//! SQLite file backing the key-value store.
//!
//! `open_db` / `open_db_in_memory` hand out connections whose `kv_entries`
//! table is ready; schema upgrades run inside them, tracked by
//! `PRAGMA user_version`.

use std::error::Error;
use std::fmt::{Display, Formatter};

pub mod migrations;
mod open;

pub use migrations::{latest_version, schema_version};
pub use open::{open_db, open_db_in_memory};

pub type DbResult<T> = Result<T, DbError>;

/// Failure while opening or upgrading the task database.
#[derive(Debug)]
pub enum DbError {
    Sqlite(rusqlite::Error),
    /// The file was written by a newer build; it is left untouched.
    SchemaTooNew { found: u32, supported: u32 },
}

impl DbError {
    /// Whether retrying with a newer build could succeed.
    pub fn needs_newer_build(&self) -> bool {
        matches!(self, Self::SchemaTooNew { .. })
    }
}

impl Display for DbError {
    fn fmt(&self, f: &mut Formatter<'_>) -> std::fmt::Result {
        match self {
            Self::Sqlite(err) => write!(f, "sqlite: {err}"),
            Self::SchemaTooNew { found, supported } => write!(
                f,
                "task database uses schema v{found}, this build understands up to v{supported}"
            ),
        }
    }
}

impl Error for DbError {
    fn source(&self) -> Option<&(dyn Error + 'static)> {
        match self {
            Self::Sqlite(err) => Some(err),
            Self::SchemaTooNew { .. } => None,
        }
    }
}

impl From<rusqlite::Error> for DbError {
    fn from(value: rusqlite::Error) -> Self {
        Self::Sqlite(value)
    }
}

━━━━━━━━━━

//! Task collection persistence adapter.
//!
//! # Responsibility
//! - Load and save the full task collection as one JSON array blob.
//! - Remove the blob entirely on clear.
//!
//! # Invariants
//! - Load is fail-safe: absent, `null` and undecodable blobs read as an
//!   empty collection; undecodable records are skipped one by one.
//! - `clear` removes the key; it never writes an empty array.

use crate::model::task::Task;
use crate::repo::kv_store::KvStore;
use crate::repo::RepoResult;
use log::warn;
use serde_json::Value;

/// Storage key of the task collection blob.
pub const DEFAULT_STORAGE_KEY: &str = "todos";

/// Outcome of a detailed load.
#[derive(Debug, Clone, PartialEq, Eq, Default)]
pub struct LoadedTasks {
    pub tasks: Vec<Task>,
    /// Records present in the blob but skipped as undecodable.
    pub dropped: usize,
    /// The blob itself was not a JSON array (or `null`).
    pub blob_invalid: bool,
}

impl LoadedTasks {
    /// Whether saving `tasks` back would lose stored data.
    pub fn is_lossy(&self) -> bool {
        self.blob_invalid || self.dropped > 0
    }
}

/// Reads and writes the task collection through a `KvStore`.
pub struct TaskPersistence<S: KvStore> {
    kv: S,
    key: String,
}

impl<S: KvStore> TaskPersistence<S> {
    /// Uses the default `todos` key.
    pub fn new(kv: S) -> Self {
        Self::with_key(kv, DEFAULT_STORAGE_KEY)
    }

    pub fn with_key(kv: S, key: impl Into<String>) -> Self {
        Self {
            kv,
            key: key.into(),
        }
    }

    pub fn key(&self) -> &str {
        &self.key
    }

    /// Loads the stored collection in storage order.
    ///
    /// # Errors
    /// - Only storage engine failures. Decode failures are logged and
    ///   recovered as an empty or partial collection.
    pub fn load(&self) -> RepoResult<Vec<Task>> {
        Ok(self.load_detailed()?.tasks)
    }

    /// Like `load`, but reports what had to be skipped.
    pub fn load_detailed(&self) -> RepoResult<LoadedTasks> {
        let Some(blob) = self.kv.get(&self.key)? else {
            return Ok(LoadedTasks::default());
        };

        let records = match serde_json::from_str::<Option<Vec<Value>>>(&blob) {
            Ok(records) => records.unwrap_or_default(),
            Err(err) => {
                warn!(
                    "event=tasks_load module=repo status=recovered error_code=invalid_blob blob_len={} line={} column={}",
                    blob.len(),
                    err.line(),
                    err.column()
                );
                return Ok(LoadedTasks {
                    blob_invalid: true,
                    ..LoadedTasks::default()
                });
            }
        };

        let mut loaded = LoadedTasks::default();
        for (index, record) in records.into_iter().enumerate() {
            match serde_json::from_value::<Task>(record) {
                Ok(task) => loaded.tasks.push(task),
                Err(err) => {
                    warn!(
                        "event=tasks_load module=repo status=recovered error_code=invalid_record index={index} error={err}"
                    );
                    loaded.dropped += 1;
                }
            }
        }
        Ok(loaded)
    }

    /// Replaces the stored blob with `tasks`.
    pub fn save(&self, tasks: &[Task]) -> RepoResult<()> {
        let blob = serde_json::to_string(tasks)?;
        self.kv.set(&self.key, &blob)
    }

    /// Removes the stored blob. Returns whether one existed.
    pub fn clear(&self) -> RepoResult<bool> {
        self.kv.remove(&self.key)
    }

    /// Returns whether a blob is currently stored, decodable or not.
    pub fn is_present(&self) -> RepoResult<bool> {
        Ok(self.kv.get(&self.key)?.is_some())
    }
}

━━━━━━━━━━

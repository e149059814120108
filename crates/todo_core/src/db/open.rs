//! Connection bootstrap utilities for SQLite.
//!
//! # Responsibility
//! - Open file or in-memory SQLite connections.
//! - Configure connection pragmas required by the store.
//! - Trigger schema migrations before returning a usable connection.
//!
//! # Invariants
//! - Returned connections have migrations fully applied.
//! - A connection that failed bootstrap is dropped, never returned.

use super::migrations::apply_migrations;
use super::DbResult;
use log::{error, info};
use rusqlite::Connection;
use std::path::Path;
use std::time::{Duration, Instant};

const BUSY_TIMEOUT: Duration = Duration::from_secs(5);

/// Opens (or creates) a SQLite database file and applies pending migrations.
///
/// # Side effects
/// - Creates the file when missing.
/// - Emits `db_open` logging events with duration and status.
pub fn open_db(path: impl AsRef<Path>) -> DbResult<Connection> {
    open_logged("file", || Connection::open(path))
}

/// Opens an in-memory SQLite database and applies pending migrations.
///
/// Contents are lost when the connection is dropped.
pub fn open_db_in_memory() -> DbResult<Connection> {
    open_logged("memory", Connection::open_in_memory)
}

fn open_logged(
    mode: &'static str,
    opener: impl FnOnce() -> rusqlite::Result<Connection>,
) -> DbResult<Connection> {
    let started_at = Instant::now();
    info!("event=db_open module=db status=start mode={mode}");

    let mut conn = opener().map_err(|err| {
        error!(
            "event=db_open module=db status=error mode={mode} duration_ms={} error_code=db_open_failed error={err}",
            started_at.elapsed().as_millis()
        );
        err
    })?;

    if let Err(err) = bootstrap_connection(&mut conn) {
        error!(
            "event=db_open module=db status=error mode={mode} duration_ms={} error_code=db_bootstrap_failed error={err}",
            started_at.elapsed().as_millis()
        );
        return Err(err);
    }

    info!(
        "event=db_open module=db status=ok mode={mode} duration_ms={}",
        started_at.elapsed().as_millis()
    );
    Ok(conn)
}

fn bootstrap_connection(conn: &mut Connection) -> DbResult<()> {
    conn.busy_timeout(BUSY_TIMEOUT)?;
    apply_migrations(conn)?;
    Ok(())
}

━━━━━━━━━━

[Work order] Restate word for word only the lines above from the line containing "pub fn key(&self)" to the line containing "let Some(blob) = self.kv.get(&self.key)?", both of them included.

[Solution below]
    pub fn key(&self) -> &str {
        &self.key
    }

    /// Loads the stored collection in storage order.
    ///
    /// # Errors
    /// - Only storage engine failures. Decode failures are logged and
    ///   recovered as an empty or partial collection.
    pub fn load(&self) -> RepoResult<Vec<Task>> {
        Ok(self.load_detailed()?.tasks)
    }

    /// Like `load`, but reports what had to be skipped.
    pub fn load_detailed(&self) -> RepoResult<LoadedTasks> {
        let Some(blob) = self.kv.get(&self.key)? else {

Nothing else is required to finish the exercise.